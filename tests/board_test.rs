//! Tests for the board contract.

use clever_tictactoe::{Board, BoardErrorKind, CELL_COUNT, Player, Position, Square};

fn board(text: &str) -> Board {
    Board::from_text(text).unwrap()
}

/// Every 9-symbol text over `0`, `1`, `2`.
fn all_texts() -> impl Iterator<Item = String> {
    (0..3u32.pow(9)).map(|mut n| {
        let mut text = String::with_capacity(CELL_COUNT);
        for _ in 0..CELL_COUNT {
            text.push(char::from(b'0' + (n % 3) as u8));
            n /= 3;
        }
        text
    })
}

#[test]
fn test_default_board_is_all_empty() {
    assert_eq!(Board::default().to_text(), "000000000");
    assert_eq!(Board::new(), Board::default());
    assert!(Board::new().is_empty());
    assert!(!Board::new().is_full());
}

#[test]
fn test_text_round_trip_for_every_board() {
    for text in all_texts() {
        let parsed = Board::from_text(&text).unwrap();
        assert_eq!(parsed.to_text(), text);
        assert_eq!(parsed.to_string(), text);
        assert_eq!(text.parse::<Board>().unwrap(), parsed);
    }
}

#[test]
fn test_construct_rejects_wrong_length() {
    for text in ["", "00000000", "0000000000", "1212121212"] {
        let err = Board::from_text(text).unwrap_err();
        assert!(matches!(err.kind(), BoardErrorKind::InvalidInput(_)), "{}", text);
    }
}

#[test]
fn test_construct_rejects_foreign_symbols() {
    for text in ["00000000a", "3000000000", "X00000000", "0000 0000", "00000000é"] {
        assert!(Board::from_text(text).is_err(), "{}", text);
    }
}

#[test]
fn test_apply_move_returns_new_board() {
    let before = board("120000000");
    let after = before.apply_move(Player::One, 4).unwrap();
    assert_eq!(after.to_text(), "120010000");
    assert_eq!(before.to_text(), "120000000");
    assert_eq!(after.get(4), Some(Square::Occupied(Player::One)));
}

#[test]
fn test_apply_move_rejects_occupied_cell() {
    let err = board("120000000").apply_move(Player::Two, 1).unwrap_err();
    assert_eq!(err.kind(), &BoardErrorKind::CellOccupied(1));
    assert!(err.to_string().contains("occupied"));
}

#[test]
fn test_apply_move_rejects_out_of_range_index() {
    let err = Board::new().apply_move(Player::One, 9).unwrap_err();
    assert!(matches!(err.kind(), BoardErrorKind::InvalidInput(_)));
}

#[test]
fn test_invalid_player_number() {
    assert!(matches!(
        Player::from_number(0).unwrap_err().kind(),
        BoardErrorKind::InvalidInput(_)
    ));
    assert!(Player::try_from(3u8).is_err());
}

#[test]
fn test_opponent_of() {
    let b = Board::new();
    assert_eq!(b.opponent_of(Player::One), Player::Two);
    assert_eq!(b.opponent_of(Player::Two), Player::One);
}

#[test]
fn test_empty_cell_indices_ascending() {
    assert_eq!(board("121000201").empty_cell_indices(), vec![3, 4, 5, 7]);
    assert_eq!(Board::new().empty_cell_indices(), (0..9).collect::<Vec<_>>());
    assert!(board("121212121").empty_cell_indices().is_empty());
}

#[test]
fn test_is_empty_and_is_full() {
    assert!(!board("100000000").is_empty());
    assert!(board("121212121").is_full());
    assert!(!board("121212120").is_full());
}

#[test]
fn test_line_extraction() {
    let b = board("012120201");
    assert_eq!(b.row(0).unwrap().to_string(), "012");
    assert_eq!(b.row(2).unwrap().to_string(), "201");
    assert_eq!(b.column(0).unwrap().to_string(), "012");
    assert_eq!(b.column(1).unwrap().to_string(), "120");
    assert_eq!(b.diagonal(0).unwrap().to_string(), "021");
    assert_eq!(b.diagonal(1).unwrap().to_string(), "222");
    assert_eq!(b.diagonal(1).unwrap().owner(), Some(Player::Two));
}

#[test]
fn test_line_extraction_out_of_range() {
    let b = Board::new();
    assert!(b.row(3).is_err());
    assert!(b.column(3).is_err());
    assert!(b.diagonal(2).is_err());
}

#[test]
fn test_find_winner_is_deterministic() {
    for text in all_texts().step_by(7) {
        let b = board(&text);
        assert_eq!(b.find_winner(), b.find_winner());
    }
}

#[test]
fn test_board_serializes_as_text() {
    let b = board("120000002");
    assert_eq!(serde_json::to_string(&b).unwrap(), r#""120000002""#);
    assert_eq!(serde_json::from_str::<Board>(r#""120000002""#).unwrap(), b);
    assert!(serde_json::from_str::<Board>(r#""12""#).is_err());
}

#[test]
fn test_valid_moves_filters_occupied() {
    let b = board("100020000");
    let valid = Position::valid_moves(&b);
    assert_eq!(valid.len(), 7);
    assert!(!valid.contains(&Position::TopLeft));
    assert!(!valid.contains(&Position::Center));
    assert!(valid.contains(&Position::BottomRight));
}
··········
WORK INSTRUCTIONS
Exact duplication of all the data above is expected.

OUTPUT OF THE EXERCISE
filename tests/board_test.rs
//! Tests for the board contract.

use clever_tictactoe::{Board, BoardErrorKind, CELL_COUNT, Player, Position, Square};

fn board(text: &str) -> Board {
    Board::from_text(text).unwrap()
}

/// Every 9-symbol text over `0`, `1`, `2`.
fn all_texts() -> impl Iterator<Item = String> {
    (0..3u32.pow(9)).map(|mut n| {
        let mut text = String::with_capacity(CELL_COUNT);
        for _ in 0..CELL_COUNT {
            text.push(char::from(b'0' + (n % 3) as u8));
            n /= 3;
        }
        text
    })
}

#[test]
fn test_default_board_is_all_empty() {
    assert_eq!(Board::default().to_text(), "000000000");
    assert_eq!(Board::new(), Board::default());
    assert!(Board::new().is_empty());
    assert!(!Board::new().is_full());
}

#[test]
fn test_text_round_trip_for_every_board() {
    for text in all_texts() {
        let parsed = Board::from_text(&text).unwrap();
        assert_eq!(parsed.to_text(), text);
        assert_eq!(parsed.to_string(), text);
        assert_eq!(text.parse::<Board>().unwrap(), parsed);
    }
}

#[test]
fn test_construct_rejects_wrong_length() {
    for text in ["", "00000000", "0000000000", "1212121212"] {
        let err = Board::from_text(text).unwrap_err();
        assert!(matches!(err.kind(), BoardErrorKind::InvalidInput(_)), "{}", text);
    }
}

#[test]
fn test_construct_rejects_foreign_symbols() {
    for text in ["00000000a", "3000000000", "X00000000", "0000 0000", "00000000é"] {
        assert!(Board::from_text(text).is_err(), "{}", text);
    }
}

#[test]
fn test_apply_move_returns_new_board() {
    let before = board("120000000");
    let after = before.apply_move(Player::One, 4).unwrap();
    assert_eq!(after.to_text(), "120010000");
    assert_eq!(before.to_text(), "120000000");
    assert_eq!(after.get(4), Some(Square::Occupied(Player::One)));
}

#[test]
fn test_apply_move_rejects_occupied_cell() {
    let err = board("120000000").apply_move(Player::Two, 1).unwrap_err();
    assert_eq!(err.kind(), &BoardErrorKind::CellOccupied(1));
    assert!(err.to_string().contains("occupied"));
}

#[test]
fn test_apply_move_rejects_out_of_range_index() {
    let err = Board::new().apply_move(Player::One, 9).unwrap_err();
    assert!(matches!(err.kind(), BoardErrorKind::InvalidInput(_)));
}

#[test]
fn test_invalid_player_number() {
    assert!(matches!(
        Player::from_number(0).unwrap_err().kind(),
        BoardErrorKind::InvalidInput(_)
    ));
    assert!(Player::try_from(3u8).is_err());
}

#[test]
fn test_opponent_of() {
    let b = Board::new();
    assert_eq!(b.opponent_of(Player::One), Player::Two);
    assert_eq!(b.opponent_of(Player::Two), Player::One);
}

#[test]
fn test_empty_cell_indices_ascending() {
    assert_eq!(board("121000201").empty_cell_indices(), vec![3, 4, 5, 7]);
    assert_eq!(Board::new().empty_cell_indices(), (0..9).collect::<Vec<_>>());
    assert!(board("121212121").empty_cell_indices().is_empty());
}

#[test]
fn test_is_empty_and_is_full() {
    assert!(!board("100000000").is_empty());
    assert!(board("121212121").is_full());
    assert!(!board("121212120").is_full());
}

#[test]
fn test_line_extraction() {
    let b = board("012120201");
    assert_eq!(b.row(0).unwrap().to_string(), "012");
    assert_eq!(b.row(2).unwrap().to_string(), "201");
    assert_eq!(b.column(0).unwrap().to_string(), "012");
    assert_eq!(b.column(1).unwrap().to_string(), "120");
    assert_eq!(b.diagonal(0).unwrap().to_string(), "021");
    assert_eq!(b.diagonal(1).unwrap().to_string(), "222");
    assert_eq!(b.diagonal(1).unwrap().owner(), Some(Player::Two));
}

#[test]
fn test_line_extraction_out_of_range() {
    let b = Board::new();
    assert!(b.row(3).is_err());
    assert!(b.column(3).is_err());
    assert!(b.diagonal(2).is_err());
}

#[test]
fn test_find_winner_is_deterministic() {
    for text in all_texts().step_by(7) {
        let b = board(&text);
        assert_eq!(b.find_winner(), b.find_winner());
    }
}

#[test]
fn test_board_serializes_as_text() {
    let b = board("120000002");
    assert_eq!(serde_json::to_string(&b).unwrap(), r#""120000002""#);
    assert_eq!(serde_json::from_str::<Board>(r#""120000002""#).unwrap(), b);
    assert!(serde_json::from_str::<Board>(r#""12""#).is_err());
}

#[test]
fn test_valid_moves_filters_occupied() {
    let b = board("100020000");
    let valid = Position::valid_moves(&b);
    assert_eq!(valid.len(), 7);
    assert!(!valid.contains(&Position::TopLeft));
    assert!(!valid.contains(&Position::Center));
    assert!(valid.contains(&Position::BottomRight));
}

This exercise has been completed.